Glenwood Springs

                                                                  Above photo from:

Glenwood Springs sits at the confluence of the Roaring Fork and Colorado Rivers, 180 miles west of Denver.  Throughout our history and
continuing today, Glenwood Springs is known for its medicinal hot sulfur springs, rich natural history and scenic beauty that draw tourists from
around the world.

Originally inhabited by nomadic Ute Indian tribes, this area of bubbling hot springs has long been a destination for the health seeker.

In the early 1880's, James Landis homesteaded the confluence of the Roaring Fork and Grand Rivers that would become Glenwood Springs.

In 1880, Defiance camp was set up at Grand Springs, now Glenwood Springs.

Early settlers Isaac Cooper and Walter Devereux saw the potential for Glenwood Springs to become a highly regarded destination and
developed these amenities into a world class resort.

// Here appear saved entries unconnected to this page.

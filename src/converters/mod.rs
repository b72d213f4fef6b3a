//! Format converters
//!
//! This module contains converters from other notation formats to LilyPond.

pub mod mscx;
//! MuseScore to LilyPond WASM API
//!
//! # Module Structure
//!
//! - `helpers`: console logging macros and serialization helpers
//! - `export`: the conversion entry points

pub mod helpers;
pub mod export;

pub use export::{convert_mscx_to_lilypond, read_mscx_model};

On November 8th, 1887, John Henry "Doc" Holliday died of tuberculosis in the Hotel Glenwood. (The Hotel Glenwood burned to the ground in
December of 1945.)

Doc Holliday was buried in Linwood Cemetery; but the exact location of his gravesite is unknown.

The arrival of the railroads in 1887 brought the first train-loads of tourists to enjoy all that Glenwood has to offer. The addition of the Vapor
Caves, Hotel Colorado and Fairy Caves provided a total package for the well-heeled traveler. The local economy was not only fueled by tourism,
but also coal mining, farming and ranching, commerce and outdoor recreation. A visit to historic Glenwood Springs will take you back in time to
enjoy all of the amenities that were formerly reserved for the well-to-do.

Historic Ghost Walks through Linwood Cemetery

                                                                                      Held annually every October

Each fall, visitors and locals can enjoy the “Ghost Walk” to Pioneer Cemetery, where you can listen to the ghosts give firsthand accounts of their
lives during the early days of Glenwood Springs. The walk begins at the trailhead to Linwood (Pioneer) Cemetery at 12th Street and Bennett,
where tour guides lead you up to and through Glenwood's oldest cemetery. Different performers each weekend. Tickets available in person at
the Frontier Historical Museum or Through the Looking Glass bookstore, both in Glenwood Springs. Tickets also available for purchase with Visa
or MasterCard by calling the museum (970) 945-4448. The Ghost Walk sells out rather quickly, so purchasing at least a week or so in advance
is recommended. Bring a flashlight or lantern and dress appropriately for the weather.

Be advised that the hike to the cemetery is moderately strenuous.

Buy early as this event always sells out!

Frontier Historical Society
1001 Colorado Avenue
Glenwood Springs, CO

  Hotel Colorado

                                                                 Above photo from Hotel Colorado's Facebook page

Designed after the Villa de Medici in Italy, the Hotel Colorado was originally a summer destination for affluent tourists. Opened in 1893, the
Colorado employed a highly trained staff in its luxurious surroundings to cater to visitors who expected only the best. Over the years, the hotel
has played host to presidents, gangsters and movie stars.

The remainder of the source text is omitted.